### Data entries
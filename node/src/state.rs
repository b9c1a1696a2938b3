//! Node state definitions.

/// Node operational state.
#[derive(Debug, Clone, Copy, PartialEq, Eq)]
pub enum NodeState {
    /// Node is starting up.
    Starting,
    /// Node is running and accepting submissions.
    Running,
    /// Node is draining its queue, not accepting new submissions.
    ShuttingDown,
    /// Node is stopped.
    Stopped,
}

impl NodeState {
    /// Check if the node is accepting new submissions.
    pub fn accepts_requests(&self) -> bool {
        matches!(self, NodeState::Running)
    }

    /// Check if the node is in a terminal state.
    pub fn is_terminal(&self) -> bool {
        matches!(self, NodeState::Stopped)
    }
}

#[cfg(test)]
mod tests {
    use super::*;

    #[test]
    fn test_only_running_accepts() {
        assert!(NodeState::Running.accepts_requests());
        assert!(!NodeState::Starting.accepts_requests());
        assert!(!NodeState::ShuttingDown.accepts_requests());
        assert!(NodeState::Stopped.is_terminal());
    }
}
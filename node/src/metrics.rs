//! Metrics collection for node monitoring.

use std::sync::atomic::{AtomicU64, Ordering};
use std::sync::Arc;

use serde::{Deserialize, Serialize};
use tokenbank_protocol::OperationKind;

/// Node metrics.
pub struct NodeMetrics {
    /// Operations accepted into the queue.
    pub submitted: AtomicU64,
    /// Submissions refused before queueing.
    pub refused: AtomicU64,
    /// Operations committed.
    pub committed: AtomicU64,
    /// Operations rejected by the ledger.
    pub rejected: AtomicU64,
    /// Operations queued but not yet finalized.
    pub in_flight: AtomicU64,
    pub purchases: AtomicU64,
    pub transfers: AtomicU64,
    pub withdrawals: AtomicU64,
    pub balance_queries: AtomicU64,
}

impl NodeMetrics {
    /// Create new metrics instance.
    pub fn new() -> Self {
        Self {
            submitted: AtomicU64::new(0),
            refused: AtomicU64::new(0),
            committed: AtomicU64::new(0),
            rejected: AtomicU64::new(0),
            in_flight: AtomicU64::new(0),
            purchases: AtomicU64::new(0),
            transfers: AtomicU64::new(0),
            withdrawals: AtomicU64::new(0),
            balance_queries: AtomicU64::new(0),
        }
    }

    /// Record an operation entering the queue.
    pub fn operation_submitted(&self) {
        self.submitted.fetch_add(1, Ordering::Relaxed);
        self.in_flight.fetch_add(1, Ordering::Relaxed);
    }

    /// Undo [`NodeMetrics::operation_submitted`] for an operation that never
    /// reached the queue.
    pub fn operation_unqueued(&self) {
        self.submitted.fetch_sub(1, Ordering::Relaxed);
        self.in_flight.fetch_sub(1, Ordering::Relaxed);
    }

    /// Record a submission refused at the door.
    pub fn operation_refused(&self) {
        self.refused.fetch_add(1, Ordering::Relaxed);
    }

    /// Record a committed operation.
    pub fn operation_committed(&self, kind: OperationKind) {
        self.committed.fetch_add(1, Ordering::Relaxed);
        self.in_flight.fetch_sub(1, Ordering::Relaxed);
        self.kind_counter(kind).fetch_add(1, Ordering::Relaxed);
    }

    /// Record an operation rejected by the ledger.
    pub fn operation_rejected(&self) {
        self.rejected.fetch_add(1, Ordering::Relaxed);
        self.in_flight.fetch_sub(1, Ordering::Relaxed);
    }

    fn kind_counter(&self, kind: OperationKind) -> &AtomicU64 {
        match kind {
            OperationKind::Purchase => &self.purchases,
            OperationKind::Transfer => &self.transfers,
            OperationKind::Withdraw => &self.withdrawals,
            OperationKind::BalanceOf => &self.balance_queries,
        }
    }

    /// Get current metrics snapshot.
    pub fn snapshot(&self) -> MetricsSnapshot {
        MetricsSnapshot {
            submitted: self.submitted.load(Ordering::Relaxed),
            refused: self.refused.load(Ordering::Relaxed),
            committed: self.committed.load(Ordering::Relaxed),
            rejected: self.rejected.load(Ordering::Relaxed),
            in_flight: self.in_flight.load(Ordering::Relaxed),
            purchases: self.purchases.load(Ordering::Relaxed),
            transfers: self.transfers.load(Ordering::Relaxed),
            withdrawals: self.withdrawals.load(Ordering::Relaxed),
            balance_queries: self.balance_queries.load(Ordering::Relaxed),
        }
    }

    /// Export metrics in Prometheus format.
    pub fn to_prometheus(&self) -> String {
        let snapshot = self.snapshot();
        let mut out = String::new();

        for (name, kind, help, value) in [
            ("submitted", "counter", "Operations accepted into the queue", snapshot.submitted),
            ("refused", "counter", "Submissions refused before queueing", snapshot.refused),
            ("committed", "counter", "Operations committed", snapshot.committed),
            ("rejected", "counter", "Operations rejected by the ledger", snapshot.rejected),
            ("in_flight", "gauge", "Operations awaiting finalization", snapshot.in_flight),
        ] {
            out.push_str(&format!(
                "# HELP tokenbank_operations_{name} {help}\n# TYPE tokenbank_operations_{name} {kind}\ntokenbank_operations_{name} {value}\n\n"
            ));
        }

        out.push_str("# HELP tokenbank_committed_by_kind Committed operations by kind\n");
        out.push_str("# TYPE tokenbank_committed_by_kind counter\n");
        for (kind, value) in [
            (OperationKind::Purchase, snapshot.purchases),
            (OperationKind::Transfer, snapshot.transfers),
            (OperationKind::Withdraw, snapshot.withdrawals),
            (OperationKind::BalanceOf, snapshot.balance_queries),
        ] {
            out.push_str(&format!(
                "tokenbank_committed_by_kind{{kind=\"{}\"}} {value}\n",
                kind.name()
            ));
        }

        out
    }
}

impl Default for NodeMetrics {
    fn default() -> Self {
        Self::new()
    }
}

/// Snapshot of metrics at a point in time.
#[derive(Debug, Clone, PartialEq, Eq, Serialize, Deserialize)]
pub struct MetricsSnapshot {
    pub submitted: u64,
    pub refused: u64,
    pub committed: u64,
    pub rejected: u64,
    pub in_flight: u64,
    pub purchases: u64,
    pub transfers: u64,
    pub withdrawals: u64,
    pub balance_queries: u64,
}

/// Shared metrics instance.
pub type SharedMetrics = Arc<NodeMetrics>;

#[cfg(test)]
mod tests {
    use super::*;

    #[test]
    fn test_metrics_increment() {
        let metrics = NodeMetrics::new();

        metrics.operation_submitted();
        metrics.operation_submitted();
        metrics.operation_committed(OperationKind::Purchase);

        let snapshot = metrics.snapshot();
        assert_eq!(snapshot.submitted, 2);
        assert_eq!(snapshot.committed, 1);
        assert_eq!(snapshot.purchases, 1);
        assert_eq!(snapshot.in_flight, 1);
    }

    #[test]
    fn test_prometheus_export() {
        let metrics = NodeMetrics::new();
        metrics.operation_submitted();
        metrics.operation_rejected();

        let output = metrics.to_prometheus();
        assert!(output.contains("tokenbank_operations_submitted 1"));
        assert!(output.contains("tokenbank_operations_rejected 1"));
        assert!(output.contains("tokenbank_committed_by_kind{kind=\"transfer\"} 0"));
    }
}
==
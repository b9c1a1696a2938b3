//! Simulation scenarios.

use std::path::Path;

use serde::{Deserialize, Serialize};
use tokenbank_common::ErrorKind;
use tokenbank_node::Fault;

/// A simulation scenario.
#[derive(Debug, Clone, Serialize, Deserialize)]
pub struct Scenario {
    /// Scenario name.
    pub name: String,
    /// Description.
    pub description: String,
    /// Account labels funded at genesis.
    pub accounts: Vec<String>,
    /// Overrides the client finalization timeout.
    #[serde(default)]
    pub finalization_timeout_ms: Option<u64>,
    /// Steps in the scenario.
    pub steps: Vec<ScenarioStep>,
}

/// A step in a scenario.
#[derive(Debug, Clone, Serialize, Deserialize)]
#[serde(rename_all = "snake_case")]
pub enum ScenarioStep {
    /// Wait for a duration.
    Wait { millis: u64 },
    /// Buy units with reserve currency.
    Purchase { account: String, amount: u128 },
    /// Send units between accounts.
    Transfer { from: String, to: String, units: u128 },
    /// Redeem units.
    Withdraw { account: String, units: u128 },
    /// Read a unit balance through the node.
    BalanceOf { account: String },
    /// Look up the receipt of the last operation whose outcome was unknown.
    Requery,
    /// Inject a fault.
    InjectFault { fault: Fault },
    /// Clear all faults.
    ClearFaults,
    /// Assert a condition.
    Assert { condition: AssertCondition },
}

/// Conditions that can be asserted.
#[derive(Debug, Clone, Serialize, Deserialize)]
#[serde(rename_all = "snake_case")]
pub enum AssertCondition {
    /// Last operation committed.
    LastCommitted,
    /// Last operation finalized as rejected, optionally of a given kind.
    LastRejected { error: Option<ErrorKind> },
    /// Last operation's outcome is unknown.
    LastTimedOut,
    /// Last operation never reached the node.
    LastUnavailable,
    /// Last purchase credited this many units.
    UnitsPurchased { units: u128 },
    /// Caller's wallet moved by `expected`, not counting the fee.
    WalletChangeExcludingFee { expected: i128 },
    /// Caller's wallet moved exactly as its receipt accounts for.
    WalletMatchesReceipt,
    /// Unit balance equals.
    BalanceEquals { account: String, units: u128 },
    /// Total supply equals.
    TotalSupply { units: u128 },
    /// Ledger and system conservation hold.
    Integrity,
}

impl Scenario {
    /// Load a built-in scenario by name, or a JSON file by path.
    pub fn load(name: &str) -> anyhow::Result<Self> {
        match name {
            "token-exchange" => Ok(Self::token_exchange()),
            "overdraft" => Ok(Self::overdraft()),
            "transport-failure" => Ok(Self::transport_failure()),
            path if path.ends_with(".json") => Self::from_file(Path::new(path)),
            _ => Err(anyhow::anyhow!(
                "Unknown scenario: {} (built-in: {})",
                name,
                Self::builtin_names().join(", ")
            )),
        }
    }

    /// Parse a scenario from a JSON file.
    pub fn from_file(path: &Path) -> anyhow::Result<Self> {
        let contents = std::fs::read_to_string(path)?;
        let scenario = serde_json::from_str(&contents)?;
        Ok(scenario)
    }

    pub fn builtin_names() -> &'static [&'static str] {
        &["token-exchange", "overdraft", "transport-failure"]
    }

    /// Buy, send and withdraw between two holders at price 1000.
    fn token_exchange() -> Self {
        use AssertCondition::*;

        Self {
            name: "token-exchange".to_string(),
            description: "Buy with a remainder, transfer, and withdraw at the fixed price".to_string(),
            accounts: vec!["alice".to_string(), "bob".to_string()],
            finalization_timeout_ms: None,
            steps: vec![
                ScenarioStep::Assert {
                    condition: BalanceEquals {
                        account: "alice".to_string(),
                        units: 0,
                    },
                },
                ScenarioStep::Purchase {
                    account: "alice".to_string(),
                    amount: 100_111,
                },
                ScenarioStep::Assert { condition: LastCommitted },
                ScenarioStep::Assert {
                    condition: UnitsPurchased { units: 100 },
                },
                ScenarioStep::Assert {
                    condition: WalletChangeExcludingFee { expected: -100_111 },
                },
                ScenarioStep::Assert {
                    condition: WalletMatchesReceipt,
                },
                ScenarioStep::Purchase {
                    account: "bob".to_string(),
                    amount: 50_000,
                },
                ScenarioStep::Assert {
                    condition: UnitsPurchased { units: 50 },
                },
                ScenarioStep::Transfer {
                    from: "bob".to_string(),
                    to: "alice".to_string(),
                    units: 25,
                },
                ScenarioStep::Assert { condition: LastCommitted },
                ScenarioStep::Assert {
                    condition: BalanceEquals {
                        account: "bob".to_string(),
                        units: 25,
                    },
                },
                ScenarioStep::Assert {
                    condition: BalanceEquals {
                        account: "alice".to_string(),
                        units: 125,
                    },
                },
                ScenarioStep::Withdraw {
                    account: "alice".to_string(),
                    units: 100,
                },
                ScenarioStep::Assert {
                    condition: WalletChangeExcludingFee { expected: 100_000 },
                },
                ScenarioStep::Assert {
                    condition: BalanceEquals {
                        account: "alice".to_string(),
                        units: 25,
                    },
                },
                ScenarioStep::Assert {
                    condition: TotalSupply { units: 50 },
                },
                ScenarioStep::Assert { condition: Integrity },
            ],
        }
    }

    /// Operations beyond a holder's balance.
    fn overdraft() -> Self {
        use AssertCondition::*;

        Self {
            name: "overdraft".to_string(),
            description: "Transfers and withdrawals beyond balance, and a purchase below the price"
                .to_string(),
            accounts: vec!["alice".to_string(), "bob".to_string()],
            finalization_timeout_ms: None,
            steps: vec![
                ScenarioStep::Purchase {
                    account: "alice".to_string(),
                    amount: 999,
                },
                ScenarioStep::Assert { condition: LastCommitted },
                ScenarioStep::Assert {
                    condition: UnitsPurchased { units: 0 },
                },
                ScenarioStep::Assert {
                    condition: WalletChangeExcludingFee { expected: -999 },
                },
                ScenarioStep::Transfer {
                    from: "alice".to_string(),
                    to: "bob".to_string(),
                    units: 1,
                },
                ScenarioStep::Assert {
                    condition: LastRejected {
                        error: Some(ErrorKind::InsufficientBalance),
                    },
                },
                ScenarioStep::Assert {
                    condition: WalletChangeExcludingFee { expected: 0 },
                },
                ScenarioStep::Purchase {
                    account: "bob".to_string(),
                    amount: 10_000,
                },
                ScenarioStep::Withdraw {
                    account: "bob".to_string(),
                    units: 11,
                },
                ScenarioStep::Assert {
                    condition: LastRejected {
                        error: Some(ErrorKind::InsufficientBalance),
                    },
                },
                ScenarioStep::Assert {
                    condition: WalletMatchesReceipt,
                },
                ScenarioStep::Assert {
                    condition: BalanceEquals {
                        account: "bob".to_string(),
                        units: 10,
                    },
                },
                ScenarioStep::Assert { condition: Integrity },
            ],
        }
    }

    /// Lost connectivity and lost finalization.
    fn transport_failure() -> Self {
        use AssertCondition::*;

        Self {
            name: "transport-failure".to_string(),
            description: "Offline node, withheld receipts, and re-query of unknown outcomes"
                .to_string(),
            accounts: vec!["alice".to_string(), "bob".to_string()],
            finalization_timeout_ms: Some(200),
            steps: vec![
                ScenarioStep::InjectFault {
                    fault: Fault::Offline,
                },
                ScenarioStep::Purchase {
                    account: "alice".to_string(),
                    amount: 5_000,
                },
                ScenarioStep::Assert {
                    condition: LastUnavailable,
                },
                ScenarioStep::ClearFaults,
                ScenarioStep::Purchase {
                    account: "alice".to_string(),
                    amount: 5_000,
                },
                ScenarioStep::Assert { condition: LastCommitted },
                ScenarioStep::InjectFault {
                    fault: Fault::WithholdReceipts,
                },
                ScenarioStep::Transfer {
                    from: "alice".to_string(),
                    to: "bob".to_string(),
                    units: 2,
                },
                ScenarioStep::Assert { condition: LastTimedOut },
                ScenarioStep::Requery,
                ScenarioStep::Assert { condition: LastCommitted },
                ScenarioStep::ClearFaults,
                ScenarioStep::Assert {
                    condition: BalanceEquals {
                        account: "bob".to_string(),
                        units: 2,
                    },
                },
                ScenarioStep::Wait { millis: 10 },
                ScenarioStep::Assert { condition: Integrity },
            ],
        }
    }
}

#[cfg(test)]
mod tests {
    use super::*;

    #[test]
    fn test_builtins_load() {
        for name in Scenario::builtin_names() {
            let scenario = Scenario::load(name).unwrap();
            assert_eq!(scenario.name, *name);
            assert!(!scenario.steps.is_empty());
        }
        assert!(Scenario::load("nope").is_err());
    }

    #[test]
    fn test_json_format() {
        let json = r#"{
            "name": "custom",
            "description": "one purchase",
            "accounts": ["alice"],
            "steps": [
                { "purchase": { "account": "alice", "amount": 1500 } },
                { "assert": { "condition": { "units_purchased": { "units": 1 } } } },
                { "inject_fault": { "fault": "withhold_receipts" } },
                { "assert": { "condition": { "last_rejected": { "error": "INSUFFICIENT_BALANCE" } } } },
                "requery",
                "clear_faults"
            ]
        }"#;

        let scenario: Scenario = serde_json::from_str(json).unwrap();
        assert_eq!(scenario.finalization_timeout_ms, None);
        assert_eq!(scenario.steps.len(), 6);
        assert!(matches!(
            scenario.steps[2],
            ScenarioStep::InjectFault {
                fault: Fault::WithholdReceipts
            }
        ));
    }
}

### Task to carry out
For the word "finalized", return every line of the records that holds it.

### Task result
    /// Operations queued but not yet finalized.
    /// Last operation finalized as rejected, optionally of a given kind.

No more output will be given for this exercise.